Dataset records:
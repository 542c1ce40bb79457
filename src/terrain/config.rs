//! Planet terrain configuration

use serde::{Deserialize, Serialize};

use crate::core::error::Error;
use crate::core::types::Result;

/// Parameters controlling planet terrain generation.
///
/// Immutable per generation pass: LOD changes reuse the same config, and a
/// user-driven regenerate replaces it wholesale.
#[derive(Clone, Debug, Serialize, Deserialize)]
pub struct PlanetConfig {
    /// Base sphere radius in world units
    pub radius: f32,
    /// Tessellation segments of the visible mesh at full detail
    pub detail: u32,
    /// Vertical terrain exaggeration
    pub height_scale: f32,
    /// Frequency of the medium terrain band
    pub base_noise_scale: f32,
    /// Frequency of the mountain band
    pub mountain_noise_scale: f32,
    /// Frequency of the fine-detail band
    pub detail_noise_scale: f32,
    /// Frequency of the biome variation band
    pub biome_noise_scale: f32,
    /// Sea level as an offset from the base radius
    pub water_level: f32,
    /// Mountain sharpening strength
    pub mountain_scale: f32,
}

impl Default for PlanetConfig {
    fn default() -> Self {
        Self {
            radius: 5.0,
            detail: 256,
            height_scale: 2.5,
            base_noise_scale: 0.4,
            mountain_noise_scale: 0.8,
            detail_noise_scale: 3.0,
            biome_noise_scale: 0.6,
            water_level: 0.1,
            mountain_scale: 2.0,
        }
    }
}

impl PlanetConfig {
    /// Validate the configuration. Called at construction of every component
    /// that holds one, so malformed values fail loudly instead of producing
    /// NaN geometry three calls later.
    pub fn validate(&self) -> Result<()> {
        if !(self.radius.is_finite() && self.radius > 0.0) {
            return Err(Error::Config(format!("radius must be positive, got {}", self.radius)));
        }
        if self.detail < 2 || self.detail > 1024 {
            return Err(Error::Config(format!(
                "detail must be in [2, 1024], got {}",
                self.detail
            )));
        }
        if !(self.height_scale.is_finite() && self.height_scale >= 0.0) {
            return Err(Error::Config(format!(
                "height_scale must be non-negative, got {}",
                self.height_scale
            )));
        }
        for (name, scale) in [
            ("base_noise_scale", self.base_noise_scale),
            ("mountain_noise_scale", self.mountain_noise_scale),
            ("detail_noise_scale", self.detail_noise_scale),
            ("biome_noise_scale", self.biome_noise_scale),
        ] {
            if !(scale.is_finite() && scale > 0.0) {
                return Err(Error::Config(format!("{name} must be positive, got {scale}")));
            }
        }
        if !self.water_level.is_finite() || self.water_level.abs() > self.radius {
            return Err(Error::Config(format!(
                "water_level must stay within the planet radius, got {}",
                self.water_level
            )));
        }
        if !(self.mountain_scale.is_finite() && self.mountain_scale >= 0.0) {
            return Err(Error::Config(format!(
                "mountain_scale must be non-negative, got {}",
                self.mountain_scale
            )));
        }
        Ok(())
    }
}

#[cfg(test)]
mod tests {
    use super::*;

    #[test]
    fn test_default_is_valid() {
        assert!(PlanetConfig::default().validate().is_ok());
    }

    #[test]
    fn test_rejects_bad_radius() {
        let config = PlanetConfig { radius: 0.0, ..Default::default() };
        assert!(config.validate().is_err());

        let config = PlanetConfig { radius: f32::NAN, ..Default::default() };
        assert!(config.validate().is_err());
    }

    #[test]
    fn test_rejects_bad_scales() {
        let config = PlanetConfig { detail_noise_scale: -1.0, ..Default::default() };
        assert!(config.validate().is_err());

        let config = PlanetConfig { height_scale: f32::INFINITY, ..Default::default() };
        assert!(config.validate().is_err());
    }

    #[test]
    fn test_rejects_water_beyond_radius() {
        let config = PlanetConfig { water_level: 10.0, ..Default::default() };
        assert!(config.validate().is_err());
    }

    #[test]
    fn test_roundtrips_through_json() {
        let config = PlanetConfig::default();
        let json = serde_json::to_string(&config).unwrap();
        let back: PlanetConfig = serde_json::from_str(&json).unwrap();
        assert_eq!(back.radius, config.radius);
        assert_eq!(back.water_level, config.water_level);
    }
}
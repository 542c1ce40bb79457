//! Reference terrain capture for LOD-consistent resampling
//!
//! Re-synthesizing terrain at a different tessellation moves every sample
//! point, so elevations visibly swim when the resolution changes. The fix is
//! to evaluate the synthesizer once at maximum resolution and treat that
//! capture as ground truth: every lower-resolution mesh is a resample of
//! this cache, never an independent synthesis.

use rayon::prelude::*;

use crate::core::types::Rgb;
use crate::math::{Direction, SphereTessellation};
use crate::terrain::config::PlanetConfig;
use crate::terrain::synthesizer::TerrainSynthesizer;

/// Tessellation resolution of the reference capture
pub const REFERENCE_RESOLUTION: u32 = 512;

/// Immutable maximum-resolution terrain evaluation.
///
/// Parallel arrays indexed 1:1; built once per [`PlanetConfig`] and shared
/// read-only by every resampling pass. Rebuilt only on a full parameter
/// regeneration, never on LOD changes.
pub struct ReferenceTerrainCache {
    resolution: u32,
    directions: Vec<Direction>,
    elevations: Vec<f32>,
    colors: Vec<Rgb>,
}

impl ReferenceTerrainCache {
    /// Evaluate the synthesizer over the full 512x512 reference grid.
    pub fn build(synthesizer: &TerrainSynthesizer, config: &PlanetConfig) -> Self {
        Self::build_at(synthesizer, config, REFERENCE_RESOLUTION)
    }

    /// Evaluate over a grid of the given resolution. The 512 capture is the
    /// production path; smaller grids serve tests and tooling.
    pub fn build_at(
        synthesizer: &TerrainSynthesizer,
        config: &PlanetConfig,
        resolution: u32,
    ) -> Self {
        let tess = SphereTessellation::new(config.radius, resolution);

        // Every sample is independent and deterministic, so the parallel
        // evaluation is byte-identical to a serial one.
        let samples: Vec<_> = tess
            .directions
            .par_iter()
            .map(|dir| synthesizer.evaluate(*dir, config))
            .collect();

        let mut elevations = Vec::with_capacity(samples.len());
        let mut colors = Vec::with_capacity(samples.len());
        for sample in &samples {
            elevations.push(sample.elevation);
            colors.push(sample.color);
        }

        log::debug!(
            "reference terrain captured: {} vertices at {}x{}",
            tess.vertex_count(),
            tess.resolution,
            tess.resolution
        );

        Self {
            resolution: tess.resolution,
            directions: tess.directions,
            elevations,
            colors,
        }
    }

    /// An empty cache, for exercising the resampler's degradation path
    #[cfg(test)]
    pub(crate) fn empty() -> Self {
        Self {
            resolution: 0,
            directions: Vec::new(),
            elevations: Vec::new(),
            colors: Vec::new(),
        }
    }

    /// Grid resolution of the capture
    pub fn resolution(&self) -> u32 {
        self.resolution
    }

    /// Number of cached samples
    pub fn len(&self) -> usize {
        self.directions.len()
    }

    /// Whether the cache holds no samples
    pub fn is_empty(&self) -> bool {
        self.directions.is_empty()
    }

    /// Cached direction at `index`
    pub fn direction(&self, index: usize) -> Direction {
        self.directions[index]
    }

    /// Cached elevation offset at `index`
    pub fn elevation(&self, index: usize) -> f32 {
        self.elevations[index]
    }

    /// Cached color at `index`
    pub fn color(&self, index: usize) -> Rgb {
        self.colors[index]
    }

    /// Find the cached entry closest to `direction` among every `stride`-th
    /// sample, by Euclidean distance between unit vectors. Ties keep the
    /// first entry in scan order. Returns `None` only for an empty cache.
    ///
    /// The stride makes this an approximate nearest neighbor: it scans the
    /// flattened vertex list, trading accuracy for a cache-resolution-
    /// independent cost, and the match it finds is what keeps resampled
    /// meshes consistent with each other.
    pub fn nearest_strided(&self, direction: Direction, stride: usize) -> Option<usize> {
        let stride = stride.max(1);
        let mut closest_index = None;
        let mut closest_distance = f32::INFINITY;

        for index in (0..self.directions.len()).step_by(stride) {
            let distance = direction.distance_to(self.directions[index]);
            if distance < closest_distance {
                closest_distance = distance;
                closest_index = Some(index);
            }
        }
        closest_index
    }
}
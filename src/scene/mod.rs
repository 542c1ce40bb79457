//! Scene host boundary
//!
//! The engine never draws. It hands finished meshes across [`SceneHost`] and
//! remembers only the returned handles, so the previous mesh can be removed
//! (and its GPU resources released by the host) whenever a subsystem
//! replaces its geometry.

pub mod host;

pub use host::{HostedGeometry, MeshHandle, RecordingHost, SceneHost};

What you should do: Search the entries for the word "changes" and gather every line where it appears.

Solution to this exercise:
/// Immutable per generation pass: LOD changes reuse the same config, and a
//! point, so elevations visibly swim when the resolution changes. The fix is
/// regeneration, never on LOD changes.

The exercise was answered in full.